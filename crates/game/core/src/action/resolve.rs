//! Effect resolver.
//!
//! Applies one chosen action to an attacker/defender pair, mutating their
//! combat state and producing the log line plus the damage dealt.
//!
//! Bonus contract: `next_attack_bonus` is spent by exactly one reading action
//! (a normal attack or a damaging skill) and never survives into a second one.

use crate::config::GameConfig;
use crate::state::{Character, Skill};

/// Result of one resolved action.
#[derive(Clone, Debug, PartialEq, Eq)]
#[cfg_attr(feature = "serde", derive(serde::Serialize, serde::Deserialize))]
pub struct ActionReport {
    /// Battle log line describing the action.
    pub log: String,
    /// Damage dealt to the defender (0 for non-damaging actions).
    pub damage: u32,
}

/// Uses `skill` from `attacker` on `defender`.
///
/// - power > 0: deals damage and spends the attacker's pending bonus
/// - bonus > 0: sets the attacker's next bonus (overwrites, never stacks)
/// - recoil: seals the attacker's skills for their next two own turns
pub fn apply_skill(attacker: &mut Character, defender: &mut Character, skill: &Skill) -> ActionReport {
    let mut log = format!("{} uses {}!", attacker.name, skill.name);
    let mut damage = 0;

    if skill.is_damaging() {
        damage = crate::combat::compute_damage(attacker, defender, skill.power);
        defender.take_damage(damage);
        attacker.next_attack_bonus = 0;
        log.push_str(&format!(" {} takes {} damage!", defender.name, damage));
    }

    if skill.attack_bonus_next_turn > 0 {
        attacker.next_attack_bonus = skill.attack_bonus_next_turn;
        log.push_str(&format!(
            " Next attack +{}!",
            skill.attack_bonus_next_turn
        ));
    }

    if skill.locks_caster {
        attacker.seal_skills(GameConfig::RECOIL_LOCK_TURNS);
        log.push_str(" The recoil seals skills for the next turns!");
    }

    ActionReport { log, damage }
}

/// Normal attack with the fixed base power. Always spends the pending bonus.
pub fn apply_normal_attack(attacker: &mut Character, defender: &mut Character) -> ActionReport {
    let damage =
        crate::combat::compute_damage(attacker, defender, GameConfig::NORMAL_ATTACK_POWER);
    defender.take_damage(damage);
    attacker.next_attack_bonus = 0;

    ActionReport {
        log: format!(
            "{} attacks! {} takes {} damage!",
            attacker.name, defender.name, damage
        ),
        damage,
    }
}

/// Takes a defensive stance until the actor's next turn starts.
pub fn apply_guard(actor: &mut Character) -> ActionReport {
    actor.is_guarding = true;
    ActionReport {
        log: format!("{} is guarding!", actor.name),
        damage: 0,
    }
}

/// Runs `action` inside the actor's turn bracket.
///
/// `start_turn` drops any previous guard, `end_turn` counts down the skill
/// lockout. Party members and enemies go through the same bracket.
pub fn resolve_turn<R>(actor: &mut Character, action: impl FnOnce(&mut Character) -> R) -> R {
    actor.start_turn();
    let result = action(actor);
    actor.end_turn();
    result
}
──────────
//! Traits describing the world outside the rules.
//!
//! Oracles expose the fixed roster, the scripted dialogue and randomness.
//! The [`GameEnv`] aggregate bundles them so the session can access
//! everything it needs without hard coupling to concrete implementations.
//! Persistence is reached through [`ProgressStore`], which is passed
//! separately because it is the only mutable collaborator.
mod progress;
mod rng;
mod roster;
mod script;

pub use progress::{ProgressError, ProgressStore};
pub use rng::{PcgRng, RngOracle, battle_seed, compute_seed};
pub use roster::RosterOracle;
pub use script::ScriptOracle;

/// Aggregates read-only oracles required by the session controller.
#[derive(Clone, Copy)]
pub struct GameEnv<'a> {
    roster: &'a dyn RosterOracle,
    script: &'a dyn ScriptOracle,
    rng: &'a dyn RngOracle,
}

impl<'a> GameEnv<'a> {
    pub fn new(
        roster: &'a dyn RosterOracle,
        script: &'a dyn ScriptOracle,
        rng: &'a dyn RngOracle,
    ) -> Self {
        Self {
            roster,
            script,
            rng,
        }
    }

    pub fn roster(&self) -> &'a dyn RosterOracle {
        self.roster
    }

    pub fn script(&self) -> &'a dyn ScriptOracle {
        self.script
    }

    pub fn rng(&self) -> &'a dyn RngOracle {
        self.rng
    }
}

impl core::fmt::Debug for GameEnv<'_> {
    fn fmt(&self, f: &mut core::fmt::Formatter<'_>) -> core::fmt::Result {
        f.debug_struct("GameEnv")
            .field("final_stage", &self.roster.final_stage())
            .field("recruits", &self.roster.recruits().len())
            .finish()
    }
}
──────────
> [TASK DETAILS]
Look back at the entries above. Retype the line with "outside the rules.", the line with "to concrete implementations.", and all lines in between.

> [COMPLETED TASK]
//! Traits describing the world outside the rules.
//!
//! Oracles expose the fixed roster, the scripted dialogue and randomness.
//! The [`GameEnv`] aggregate bundles them so the session can access
//! everything it needs without hard coupling to concrete implementations.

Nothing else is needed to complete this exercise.